In some versions, It is believed pottan theyyam is a manifestation of Shiva. In some Hindu tharavads, pottan theyyam has a small hut like building called a palliyara. Pottan theyyam is a form of resistance, symbolizing goodness that would wipe out the social evils in the community.

This theyyam is an anti-caste God. The theyyam re-enacts in ritualistic expressions the life of those personalities who had laid down their life for a social cause and is interpreted as a social/spiritual satire that is characteristic of the theyyam's personality. Pottan theyyam is also traditionally performed with a large fire, the embers of which pottan theyyam will rest upon (with the people insisting/requesting him to get up). After the performance and customs the locals may approach and speak with pottan theyyam and receive his response and blessing.

== The Narrative ==

The legend of Pottan Theyyam goes like this, Pottan walks on the main road while carrying a child on his waist and a pot of tody on his head until he runs into the brahmin acharya Shankaracharya. The brahmin asked Pottan to get off the main road so that Pottan wouldn't pollute him. Pottan retorts by asking why he should do that? Pottan proceeds to go on a rageful rant against the caste system.

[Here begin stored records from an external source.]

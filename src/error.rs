//! Error types for decoding and logging.
//!
//! Errors fall into two groups. Frame and record problems ([`Error::InvalidFrame`],
//! [`Error::MalformedRecord`]) concern a single input and are recovered by
//! dropping that input. Filesystem problems are fatal to the writer that hit
//! them and are surfaced to the caller without retry, since blocking on disk
//! I/O stalls live bus ingestion.
//!
//! ```rust
//! use n2k_logger::{Error, FrameRejection};
//!
//! let error = Error::InvalidFrame(FrameRejection::StandardId);
//! assert!(!error.is_fatal());
//! assert!(Error::WriterClosed.is_fatal());
//! ```

use std::path::PathBuf;

use thiserror::Error;

/// Result type alias for this crate.
pub type Result<T, E = Error> = std::result::Result<T, E>;

/// Why a CAN frame is not a valid NMEA 2000 physical frame.
#[derive(Error, Debug, Clone, Copy, PartialEq, Eq)]
pub enum FrameRejection {
    #[error("standard (11-bit) identifier, NMEA 2000 always uses 29-bit identifiers")]
    StandardId,

    #[error("remote transmission request frame")]
    RemoteFrame,

    #[error("declared length {dlc} exceeds 8 bytes")]
    DlcOutOfRange { dlc: u8 },

    #[error("declared length {dlc} does not match payload length {len}")]
    DlcMismatch { dlc: u8, len: usize },

    #[error("payload of {len} bytes exceeds 8 bytes")]
    PayloadTooLong { len: usize },
}

/// Main error type.
#[derive(Error, Debug)]
#[non_exhaustive]
pub enum Error {
    #[error("invalid NMEA 2000 frame: {0}")]
    InvalidFrame(#[from] FrameRejection),

    #[error("cannot open log file {path}")]
    CannotOpen {
        path: PathBuf,
        #[source]
        source: std::io::Error,
    },

    #[error("cannot rotate log file {path} to {destination}")]
    CannotRotate {
        path: PathBuf,
        destination: PathBuf,
        #[source]
        source: std::io::Error,
    },

    #[error("I/O error on {path}")]
    Io {
        path: PathBuf,
        #[source]
        source: std::io::Error,
    },

    #[error("log writer has been stopped")]
    WriterClosed,

    #[error("malformed log record: {reason}")]
    MalformedRecord { reason: String },

    #[error("no log writer for file suffix {suffix:?}")]
    UnsupportedFormat { suffix: String },

    #[error("invalid configuration: {reason}")]
    Config {
        reason: String,
        #[source]
        source: Option<Box<dyn std::error::Error + Send + Sync>>,
    },
}

impl Error {
    /// Returns whether this error ends the writer or ingestion loop that hit
    /// it. Non-fatal errors concern a single frame or line, which is dropped.
    pub fn is_fatal(&self) -> bool {
        match self {
            Error::InvalidFrame(_) => false,
            Error::MalformedRecord { .. } => false,
            Error::CannotOpen { .. } => true,
            Error::CannotRotate { .. } => true,
            Error::Io { .. } => true,
            Error::WriterClosed => true,
            Error::UnsupportedFormat { .. } => true,
            Error::Config { .. } => true,
        }
    }

    pub(crate) fn malformed(reason: impl Into<String>) -> Self {
        Error::MalformedRecord { reason: reason.into() }
    }

    pub(crate) fn config(
        reason: impl Into<String>,
        source: impl Into<Box<dyn std::error::Error + Send + Sync>>,
    ) -> Self {
        Error::Config { reason: reason.into(), source: Some(source.into()) }
    }
}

In Theyyam, Pottan says, " You smear the sandal paste, we are bathed in dirt, you wear the chains of gold, we wear the chain of fish. Have you not crossed the river in which I rode a canoe? Have you not offered your god, the banana grown in our farms? Have you not worn the garland made of the basil grown in our yard? And yet you argue over caste. When you're wounded, is it not blood that comes out? When I am wounded, is it not blood that comes out?"

In the narrative, Shankaracharya realizes his mistake and seeks forgiveness. However, it is likely that the event this is based on led to the killing of the dalit character.